**WHAT IS EXPECTED**
In the records below, find each line with the word "images" and copy it.

Content starts

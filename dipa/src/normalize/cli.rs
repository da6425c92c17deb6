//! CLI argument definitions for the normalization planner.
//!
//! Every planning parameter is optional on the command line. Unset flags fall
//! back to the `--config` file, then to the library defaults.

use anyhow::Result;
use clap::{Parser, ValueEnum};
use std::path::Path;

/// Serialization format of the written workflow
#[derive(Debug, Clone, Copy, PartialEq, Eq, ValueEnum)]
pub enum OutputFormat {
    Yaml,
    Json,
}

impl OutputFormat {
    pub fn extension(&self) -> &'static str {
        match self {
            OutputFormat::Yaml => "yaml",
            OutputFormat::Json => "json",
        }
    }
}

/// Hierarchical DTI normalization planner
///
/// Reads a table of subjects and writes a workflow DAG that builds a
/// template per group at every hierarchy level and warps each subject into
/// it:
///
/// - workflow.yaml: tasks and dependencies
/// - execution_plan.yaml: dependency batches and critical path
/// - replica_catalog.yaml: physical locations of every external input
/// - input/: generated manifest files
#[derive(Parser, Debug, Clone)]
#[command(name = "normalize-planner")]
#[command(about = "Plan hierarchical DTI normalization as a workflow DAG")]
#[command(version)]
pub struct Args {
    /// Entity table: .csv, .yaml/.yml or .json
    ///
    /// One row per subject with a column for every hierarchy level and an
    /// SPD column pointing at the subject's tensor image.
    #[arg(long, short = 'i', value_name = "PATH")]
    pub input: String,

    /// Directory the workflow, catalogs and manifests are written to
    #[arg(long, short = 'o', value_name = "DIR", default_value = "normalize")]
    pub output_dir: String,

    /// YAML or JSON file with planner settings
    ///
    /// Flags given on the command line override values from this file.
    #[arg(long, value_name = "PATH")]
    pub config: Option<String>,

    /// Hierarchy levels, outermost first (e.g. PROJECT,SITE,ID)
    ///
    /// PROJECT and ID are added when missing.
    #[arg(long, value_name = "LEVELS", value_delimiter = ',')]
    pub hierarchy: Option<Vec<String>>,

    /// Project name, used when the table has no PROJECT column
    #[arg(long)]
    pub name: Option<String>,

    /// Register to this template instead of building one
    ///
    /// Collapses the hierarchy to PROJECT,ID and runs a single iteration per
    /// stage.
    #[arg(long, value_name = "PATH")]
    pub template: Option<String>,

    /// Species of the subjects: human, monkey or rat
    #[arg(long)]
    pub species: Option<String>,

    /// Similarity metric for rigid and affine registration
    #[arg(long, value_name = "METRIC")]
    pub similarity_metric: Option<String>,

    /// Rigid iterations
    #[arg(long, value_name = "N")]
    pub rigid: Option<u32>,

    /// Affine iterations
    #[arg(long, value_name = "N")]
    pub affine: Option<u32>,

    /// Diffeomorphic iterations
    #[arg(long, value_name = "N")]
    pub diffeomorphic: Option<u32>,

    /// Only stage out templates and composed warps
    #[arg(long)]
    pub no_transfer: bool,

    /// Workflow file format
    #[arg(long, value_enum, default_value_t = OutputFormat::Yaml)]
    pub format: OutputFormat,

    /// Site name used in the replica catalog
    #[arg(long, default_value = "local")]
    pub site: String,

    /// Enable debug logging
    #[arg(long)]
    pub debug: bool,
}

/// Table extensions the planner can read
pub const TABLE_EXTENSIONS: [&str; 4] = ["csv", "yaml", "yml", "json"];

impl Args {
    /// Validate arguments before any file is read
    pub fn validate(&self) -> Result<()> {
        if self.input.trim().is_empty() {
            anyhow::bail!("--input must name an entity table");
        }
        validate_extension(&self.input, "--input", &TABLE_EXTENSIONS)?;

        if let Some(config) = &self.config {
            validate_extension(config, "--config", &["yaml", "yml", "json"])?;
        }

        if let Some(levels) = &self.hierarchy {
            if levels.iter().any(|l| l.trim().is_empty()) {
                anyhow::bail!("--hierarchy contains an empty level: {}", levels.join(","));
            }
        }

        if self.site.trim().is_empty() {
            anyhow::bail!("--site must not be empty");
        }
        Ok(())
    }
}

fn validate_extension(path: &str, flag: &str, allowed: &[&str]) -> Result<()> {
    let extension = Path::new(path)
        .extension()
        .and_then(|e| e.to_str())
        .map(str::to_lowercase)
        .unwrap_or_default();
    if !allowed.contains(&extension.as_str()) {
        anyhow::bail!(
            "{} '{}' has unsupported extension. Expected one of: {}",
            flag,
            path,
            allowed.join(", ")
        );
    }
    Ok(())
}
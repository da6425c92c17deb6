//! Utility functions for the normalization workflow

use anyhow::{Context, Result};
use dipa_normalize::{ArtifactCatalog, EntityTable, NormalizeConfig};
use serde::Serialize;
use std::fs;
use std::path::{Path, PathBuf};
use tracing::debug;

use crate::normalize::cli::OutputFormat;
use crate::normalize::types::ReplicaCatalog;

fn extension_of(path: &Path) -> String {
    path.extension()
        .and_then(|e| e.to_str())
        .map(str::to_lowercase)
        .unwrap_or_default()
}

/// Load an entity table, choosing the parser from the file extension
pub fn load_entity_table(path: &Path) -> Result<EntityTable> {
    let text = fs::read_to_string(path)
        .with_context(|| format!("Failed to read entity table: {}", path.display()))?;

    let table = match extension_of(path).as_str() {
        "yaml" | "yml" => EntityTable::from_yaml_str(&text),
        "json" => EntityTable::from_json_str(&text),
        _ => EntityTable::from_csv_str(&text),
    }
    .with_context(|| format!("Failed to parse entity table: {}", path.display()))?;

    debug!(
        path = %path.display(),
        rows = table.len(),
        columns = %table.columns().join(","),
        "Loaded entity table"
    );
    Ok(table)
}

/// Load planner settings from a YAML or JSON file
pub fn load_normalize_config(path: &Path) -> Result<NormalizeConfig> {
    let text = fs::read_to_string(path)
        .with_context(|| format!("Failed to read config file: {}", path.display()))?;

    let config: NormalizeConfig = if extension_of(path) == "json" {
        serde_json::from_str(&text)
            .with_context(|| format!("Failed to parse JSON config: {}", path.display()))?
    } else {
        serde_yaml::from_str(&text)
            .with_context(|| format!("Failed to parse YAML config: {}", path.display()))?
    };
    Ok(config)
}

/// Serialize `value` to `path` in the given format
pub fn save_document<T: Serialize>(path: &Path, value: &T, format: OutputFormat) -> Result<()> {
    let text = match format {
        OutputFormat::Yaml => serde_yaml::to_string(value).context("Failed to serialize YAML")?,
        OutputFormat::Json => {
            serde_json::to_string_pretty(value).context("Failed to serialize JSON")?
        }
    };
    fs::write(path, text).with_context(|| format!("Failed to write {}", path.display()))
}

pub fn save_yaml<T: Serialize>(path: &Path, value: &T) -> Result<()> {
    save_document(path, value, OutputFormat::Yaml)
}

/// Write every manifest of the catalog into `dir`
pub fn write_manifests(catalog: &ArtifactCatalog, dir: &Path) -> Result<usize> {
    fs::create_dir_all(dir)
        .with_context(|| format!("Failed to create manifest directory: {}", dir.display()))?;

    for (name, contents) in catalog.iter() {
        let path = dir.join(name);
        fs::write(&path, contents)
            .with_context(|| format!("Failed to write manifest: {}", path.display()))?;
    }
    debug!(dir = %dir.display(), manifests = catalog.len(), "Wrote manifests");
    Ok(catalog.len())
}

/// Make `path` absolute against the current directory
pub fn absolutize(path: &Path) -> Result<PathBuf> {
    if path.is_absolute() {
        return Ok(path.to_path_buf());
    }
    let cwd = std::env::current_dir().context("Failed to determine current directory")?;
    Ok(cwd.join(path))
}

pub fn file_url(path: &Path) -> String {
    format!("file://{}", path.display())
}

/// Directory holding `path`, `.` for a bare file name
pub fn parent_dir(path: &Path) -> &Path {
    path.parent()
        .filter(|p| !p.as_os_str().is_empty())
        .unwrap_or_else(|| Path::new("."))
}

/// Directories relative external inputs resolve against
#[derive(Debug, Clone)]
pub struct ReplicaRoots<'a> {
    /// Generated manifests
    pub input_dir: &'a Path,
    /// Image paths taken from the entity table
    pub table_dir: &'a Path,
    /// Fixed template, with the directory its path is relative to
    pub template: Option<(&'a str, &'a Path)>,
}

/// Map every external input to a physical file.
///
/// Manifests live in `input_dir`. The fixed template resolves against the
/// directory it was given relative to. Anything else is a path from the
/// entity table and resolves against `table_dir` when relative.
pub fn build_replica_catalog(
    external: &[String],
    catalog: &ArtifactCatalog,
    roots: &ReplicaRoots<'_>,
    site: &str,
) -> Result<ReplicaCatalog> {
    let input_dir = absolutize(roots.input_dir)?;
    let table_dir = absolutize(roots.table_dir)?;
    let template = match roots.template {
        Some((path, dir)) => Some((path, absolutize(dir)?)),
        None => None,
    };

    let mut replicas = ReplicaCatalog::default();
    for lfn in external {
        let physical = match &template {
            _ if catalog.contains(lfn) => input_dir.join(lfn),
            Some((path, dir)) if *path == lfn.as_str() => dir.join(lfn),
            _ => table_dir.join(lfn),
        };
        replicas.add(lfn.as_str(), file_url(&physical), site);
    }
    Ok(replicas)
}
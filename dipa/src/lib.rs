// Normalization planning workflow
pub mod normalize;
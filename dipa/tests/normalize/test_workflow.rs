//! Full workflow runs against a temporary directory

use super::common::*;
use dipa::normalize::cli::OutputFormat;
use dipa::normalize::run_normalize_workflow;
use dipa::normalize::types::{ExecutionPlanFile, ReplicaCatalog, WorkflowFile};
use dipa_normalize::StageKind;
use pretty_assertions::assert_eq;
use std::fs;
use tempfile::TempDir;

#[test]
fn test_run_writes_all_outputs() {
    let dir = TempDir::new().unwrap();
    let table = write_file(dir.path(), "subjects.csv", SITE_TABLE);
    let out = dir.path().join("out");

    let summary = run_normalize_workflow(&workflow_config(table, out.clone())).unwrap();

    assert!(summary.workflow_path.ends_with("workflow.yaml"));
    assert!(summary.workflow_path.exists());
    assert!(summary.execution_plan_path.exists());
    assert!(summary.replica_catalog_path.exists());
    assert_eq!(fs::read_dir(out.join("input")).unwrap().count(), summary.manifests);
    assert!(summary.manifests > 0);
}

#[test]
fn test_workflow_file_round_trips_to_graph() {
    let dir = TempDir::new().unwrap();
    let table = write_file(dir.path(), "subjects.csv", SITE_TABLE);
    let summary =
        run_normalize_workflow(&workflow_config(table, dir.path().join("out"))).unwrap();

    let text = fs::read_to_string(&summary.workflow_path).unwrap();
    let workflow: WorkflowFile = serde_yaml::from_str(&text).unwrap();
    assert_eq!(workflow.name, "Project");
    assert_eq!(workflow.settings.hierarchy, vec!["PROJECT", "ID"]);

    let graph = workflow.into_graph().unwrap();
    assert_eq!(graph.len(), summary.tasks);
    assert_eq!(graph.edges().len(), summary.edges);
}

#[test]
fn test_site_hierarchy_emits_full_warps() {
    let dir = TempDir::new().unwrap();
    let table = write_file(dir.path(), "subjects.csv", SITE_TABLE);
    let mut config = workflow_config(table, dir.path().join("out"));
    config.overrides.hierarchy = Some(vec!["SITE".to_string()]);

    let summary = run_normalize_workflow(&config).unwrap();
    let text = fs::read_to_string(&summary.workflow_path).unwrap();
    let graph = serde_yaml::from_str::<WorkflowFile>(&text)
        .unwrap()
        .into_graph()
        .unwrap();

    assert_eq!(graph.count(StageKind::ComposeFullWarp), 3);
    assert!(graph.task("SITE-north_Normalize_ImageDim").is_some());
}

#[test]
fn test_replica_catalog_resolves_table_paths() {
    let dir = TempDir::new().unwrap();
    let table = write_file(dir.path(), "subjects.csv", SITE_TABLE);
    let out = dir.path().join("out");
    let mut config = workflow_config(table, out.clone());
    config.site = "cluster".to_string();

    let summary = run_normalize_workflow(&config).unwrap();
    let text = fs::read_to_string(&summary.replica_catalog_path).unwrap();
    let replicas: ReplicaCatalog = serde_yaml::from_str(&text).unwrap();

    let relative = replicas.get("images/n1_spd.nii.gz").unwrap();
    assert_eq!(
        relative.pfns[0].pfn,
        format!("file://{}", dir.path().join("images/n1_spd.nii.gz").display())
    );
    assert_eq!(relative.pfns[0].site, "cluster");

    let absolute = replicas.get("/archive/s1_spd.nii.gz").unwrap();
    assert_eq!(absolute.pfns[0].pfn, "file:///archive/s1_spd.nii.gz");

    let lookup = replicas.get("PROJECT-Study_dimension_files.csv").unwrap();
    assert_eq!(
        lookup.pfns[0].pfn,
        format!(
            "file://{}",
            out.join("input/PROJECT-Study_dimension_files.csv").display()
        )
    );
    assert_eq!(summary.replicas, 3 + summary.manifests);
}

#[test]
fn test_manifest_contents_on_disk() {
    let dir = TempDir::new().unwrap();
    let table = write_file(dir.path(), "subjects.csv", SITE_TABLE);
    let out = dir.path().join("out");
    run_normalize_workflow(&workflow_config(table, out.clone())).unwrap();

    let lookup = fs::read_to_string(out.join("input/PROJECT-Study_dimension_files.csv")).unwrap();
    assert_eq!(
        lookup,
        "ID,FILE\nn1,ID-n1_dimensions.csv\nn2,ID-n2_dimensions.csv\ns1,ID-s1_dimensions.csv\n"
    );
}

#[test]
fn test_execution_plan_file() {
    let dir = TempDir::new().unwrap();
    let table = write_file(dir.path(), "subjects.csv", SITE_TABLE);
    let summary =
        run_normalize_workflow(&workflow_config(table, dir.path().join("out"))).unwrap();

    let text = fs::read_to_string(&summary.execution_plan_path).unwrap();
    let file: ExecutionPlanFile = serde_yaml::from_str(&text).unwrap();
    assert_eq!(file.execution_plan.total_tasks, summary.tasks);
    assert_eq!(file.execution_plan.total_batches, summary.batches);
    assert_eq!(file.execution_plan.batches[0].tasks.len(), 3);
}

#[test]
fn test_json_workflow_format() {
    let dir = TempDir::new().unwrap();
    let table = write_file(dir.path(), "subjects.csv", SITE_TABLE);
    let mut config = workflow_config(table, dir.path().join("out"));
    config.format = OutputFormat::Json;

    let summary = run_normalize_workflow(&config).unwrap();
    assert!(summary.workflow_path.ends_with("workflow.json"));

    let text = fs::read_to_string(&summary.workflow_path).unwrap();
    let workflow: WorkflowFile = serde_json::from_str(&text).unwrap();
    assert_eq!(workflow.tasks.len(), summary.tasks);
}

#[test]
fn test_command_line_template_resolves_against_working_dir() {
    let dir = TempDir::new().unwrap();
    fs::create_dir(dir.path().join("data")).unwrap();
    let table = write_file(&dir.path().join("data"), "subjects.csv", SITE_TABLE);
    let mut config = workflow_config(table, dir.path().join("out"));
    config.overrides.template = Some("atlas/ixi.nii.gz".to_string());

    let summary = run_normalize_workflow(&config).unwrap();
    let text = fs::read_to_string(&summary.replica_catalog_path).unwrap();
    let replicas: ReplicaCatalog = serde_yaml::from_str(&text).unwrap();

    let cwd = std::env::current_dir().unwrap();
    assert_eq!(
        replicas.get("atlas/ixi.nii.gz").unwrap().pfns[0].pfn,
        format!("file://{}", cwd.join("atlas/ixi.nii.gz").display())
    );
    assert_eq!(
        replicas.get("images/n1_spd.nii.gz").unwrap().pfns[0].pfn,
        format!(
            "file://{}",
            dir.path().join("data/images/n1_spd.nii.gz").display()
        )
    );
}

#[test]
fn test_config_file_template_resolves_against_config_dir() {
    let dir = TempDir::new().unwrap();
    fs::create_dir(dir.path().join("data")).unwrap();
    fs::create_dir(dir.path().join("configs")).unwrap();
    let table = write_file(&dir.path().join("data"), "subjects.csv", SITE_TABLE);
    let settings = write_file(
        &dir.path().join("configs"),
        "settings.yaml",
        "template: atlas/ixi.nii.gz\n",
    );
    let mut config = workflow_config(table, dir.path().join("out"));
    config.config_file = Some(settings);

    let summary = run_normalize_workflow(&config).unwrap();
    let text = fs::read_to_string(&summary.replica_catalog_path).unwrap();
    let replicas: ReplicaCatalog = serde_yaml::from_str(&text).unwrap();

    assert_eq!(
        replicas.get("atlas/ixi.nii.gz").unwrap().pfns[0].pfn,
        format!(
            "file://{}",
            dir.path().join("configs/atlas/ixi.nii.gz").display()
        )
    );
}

Content ends

**SOLUTION TO THIS PROBLEM**
    let relative = replicas.get("images/n1_spd.nii.gz").unwrap();
        format!("file://{}", dir.path().join("images/n1_spd.nii.gz").display())
        replicas.get("images/n1_spd.nii.gz").unwrap().pfns[0].pfn,
            dir.path().join("data/images/n1_spd.nii.gz").display()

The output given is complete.